Know your medicines – get it right!

by | December 21, 2011

Local survey indicates seniors not using medicines correctly. Here’s what you need to know.

BY: Asst Prof Christine Teng

A survey conducted by the Pharmaceutical Society of Singapore showed that about seven in 10 patients aged 50 and above do not use medicines correctly. The top three medicated-related problems encountered are – not using the medication strictly as prescribed, not knowing about the medication they are using, and showing side effects towards the medication.

Medication plays an important part of managing our health. When you fall sick, your doctor may give you many medications to bring home and manage on your own. If you don’t take your medicines as instructed, they may not work as well or they may even harm your health.

Used appropriately, medications save lives, decrease or cure diseases and improve quality of life. Persons given medications should know important information about the medications prescribed and follow instructions on proper medication use in order to obtain maximum benefits from medications prescribed.


At the doctor’s office

Here are some questions you should be asking your doctor about your medicines. Ask questions and if you need to, write the answers down:

  1. What is the name of the medicine and why am I using it?
  2. What medical condition does this medicine treat?
  3. What time(s) of the day should I take this medicine? How much medicine should I take? Should I take it before or after food?
  4. What should I do if I miss a dose?
  5. How long will it take for this medicine to work? When should I stop using it?
  6. Are there any side effects I should know about? What should I do if I get a side effect?
  7. Can I safely mix this medicine with other remedies, vitamins, and over-the-counter medicines I am taking?
  8. What kind of food, drink or activities should I avoid while on this medicine?

If you have any questions or concerns about your medicines, be sure to ask you doctor or pharmacist for advice.
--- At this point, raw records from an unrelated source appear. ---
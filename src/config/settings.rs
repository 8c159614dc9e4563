//! Runtime settings

use std::{collections::BTreeMap, path::PathBuf, time::Duration};

use crate::{
    config::{CliArgs, cli::TransportKind},
    core::{
        error::ConfigError, provision::PollOptions, scanner::ScanOptions,
        service::ClientOptions, types::WifiConfig,
    },
    security::SecurityScheme,
    transport::{DEFAULT_REQUEST_TIMEOUT, ble::DEFAULT_SCAN_TIMEOUT},
};

/// Runtime configuration settings
#[derive(Debug, Clone)]
pub struct Settings {
    pub transport: TransportKind,
    pub base_url: String,
    pub device_prefix: Option<String>,
    pub discovery_timeout: Duration,
    pub security: SecurityScheme,
    pub pop: Option<String>,
    pub wifi: WifiConfig,
    pub client: ClientOptions,
    pub endpoints_file: Option<PathBuf>,
}

impl TryFrom<CliArgs> for Settings {
    type Error = ConfigError;

    fn try_from(args: CliArgs) -> Result<Self, Self::Error> {
        let security = SecurityScheme::try_from(args.security)
            .map_err(ConfigError::InvalidSecurityScheme)?;
        if security == SecurityScheme::Sec1 && args.pop.is_none() {
            return Err(ConfigError::MissingProofOfPossession);
        }

        let extra = parse_custom_entries(&args.custom)?;
        let defaults = ClientOptions::default();

        Ok(Settings {
            transport: args.transport,
            base_url: args.base_url,
            device_prefix: Some(args.device_prefix).filter(|prefix| !prefix.is_empty()),
            discovery_timeout: seconds(args.discovery_timeout, DEFAULT_SCAN_TIMEOUT),
            security,
            pop: args.pop,
            wifi: WifiConfig {
                ssid: args.ssid,
                passphrase: args.passphrase,
                extra: Some(extra).filter(|extra| !extra.is_empty()),
            },
            client: ClientOptions {
                request_timeout: seconds(args.request_timeout, DEFAULT_REQUEST_TIMEOUT),
                scan: ScanOptions {
                    page_size: args.scan_page_size.max(1),
                    ..defaults.scan
                },
                poll: PollOptions {
                    interval: seconds(args.poll_interval, defaults.poll.interval),
                    max_polls: args.max_polls,
                },
            },
            endpoints_file: args.endpoints,
        })
    }
}

/// Negative or non-finite values fall back to `default`
fn seconds(value: f64, default: Duration) -> Duration {
    Duration::try_from_secs_f64(value).unwrap_or(default)
}

fn parse_custom_entries(entries: &[String]) -> Result<BTreeMap<String, String>, ConfigError> {
    entries
        .iter()
        .map(|entry| match entry.split_once('=') {
            Some((key, value)) if !key.trim().is_empty() => {
                Ok((key.trim().to_string(), value.to_string()))
            }
            _ => Err(ConfigError::InvalidCustomEntry(entry.clone())),
        })
        .collect()
}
And remember, to get the most out of your medications, it is important to “Know your medicines, (and) get it right!”

** Christine Teng is the president of the Pharmaceutical Society of Singapore. She is an assistant professor at the National University of Singapore and the principal pharmacist (clinical) at Tan Tock Seng Hospital.


SIDEBOX: It is your turn

Now that you have your medicines, it is up to you to take them safely. Here are some tips from the National Institute on Aging in the US that can help:

  • Make a list of all the medicines you take, including over-the-counter products and vitamins and be sure to show your doctor or pharmacist as they will know if there are any drug-condition interactions. For example, if you have high blood pressure or asthma, you could have an unwanted reaction if you take a nasal decongestant.
  • Keep one copy in your medicine cabinet and one in your wallet or handbag. The list should include: The name of each medicine, doctor who prescribed it, reason it was prescribed, amount you take, and time(s) you take it.
  • Read and save in one place all written information that comes with the medicine.
  • Take your medicine in the exact amount and at the time your doctor prescribes.
  • Call your doctor right away if you have any problems with your medicine or if you are worried that it might be doing more harm than good. Your doctor may be able to change your prescription to a different one that will work better for you.
  • Use a memory aid to take your medicines on time. Some people use meals or bedtime as reminders to take their medicine. Other people use charts, calendars and weekly pillboxes. Find a system that works for you.
  • Do not skip doses of medication or take half doses to save money. Talk with your doctor or pharmacist if you can’t afford the prescribed medicine. There may be less costly choices to help with the cost of certain drugs.
  • Avoid mixing alcohol and medicine. Some medicines may not work correctly or may make you sick if taken with alcohol.
  • Take your medicine until it’s finished or until your doctor says it’s okay to stop.
  • Don’t take medicines prescribed for another person or give yours to someone else.
  • Don’t take medicines in the dark. To avoid making a mistake, turn your light on before reaching for your pills.
  • Check the expiration dates on your medicine bottles. Your pharmacist can probably tell you how to safely get rid of medicines you no longer need or that are out-of-date. The pharmacist might be able to dispose them for you.
  • Make sure you store all medicines and supplements out of sight and out of reach of children. And don’t take your medicines in front of young children. They might try to copy you.